Stored data:
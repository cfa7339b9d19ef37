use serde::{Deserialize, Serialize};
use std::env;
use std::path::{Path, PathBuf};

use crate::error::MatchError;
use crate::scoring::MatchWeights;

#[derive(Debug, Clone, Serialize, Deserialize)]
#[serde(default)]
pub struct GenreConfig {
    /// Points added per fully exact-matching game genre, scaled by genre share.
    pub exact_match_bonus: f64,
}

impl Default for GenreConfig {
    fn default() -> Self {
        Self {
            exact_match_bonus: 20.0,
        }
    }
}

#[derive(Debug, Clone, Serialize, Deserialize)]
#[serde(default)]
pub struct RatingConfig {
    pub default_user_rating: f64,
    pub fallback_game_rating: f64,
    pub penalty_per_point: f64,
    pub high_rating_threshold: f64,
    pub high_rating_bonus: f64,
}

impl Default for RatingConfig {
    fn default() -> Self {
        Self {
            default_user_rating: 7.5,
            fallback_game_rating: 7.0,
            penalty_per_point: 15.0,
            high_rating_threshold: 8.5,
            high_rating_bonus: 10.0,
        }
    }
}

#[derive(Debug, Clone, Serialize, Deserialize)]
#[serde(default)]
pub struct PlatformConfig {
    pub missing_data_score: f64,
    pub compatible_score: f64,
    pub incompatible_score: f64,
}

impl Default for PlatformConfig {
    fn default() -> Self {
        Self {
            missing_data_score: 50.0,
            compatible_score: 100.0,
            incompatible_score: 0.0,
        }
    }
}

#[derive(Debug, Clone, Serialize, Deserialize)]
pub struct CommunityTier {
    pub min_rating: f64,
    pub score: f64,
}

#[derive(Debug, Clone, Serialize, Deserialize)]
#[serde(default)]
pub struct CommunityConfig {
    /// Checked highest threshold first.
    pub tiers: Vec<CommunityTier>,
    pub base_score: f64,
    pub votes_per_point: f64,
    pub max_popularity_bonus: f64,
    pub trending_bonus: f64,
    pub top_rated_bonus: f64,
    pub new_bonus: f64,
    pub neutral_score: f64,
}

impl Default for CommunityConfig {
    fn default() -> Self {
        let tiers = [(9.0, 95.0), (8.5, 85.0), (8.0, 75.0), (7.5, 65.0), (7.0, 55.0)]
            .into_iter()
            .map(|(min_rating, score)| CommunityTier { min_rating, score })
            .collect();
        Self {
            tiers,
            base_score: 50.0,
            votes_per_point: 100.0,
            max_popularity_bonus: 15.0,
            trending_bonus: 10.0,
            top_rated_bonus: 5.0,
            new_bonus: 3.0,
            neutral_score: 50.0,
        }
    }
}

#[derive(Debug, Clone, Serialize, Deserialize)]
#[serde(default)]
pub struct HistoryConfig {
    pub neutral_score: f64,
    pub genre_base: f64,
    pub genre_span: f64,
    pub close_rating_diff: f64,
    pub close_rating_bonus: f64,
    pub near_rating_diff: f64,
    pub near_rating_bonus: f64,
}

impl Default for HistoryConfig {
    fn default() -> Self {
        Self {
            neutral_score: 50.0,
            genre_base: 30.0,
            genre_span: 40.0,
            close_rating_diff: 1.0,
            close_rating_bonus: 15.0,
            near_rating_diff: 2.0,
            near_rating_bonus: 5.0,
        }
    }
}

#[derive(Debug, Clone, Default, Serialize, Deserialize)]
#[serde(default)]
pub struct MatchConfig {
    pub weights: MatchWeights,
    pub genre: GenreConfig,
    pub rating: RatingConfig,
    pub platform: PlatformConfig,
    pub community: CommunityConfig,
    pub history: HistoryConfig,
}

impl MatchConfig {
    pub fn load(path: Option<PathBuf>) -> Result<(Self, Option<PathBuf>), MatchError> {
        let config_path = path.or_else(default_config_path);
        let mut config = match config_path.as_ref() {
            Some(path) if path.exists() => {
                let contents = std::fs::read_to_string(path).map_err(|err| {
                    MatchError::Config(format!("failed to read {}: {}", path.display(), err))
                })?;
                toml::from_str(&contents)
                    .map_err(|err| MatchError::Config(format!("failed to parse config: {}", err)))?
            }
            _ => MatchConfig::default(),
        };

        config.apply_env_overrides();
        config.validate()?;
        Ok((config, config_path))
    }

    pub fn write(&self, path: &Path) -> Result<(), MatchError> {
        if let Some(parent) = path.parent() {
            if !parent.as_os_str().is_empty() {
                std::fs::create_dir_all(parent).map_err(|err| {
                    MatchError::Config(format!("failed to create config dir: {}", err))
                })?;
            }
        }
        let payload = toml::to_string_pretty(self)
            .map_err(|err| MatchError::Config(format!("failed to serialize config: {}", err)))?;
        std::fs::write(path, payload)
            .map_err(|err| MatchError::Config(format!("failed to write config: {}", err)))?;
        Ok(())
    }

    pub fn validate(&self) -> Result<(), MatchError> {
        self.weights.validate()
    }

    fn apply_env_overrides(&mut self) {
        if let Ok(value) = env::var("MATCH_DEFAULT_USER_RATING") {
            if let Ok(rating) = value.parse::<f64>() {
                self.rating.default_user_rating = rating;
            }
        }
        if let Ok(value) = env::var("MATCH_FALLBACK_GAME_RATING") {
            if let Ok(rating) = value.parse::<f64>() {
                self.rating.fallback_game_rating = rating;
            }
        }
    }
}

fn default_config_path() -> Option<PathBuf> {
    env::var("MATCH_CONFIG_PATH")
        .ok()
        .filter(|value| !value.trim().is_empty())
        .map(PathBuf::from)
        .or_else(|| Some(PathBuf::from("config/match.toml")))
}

* * *

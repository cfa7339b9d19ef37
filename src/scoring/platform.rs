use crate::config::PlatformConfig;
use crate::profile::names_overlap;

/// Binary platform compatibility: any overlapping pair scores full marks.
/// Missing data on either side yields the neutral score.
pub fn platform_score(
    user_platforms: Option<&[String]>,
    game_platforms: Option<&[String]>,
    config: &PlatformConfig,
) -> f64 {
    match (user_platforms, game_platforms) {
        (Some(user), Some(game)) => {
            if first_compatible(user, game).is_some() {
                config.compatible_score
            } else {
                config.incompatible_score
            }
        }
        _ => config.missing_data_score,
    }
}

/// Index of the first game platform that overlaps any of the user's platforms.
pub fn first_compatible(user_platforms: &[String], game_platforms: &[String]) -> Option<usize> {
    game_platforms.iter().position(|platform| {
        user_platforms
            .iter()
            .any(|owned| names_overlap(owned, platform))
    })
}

## [TO DO]
The number alone is wanted: how many lines of the records above include the string "CommunityTier".

## [ANSWER TO THE PROBLEM]
3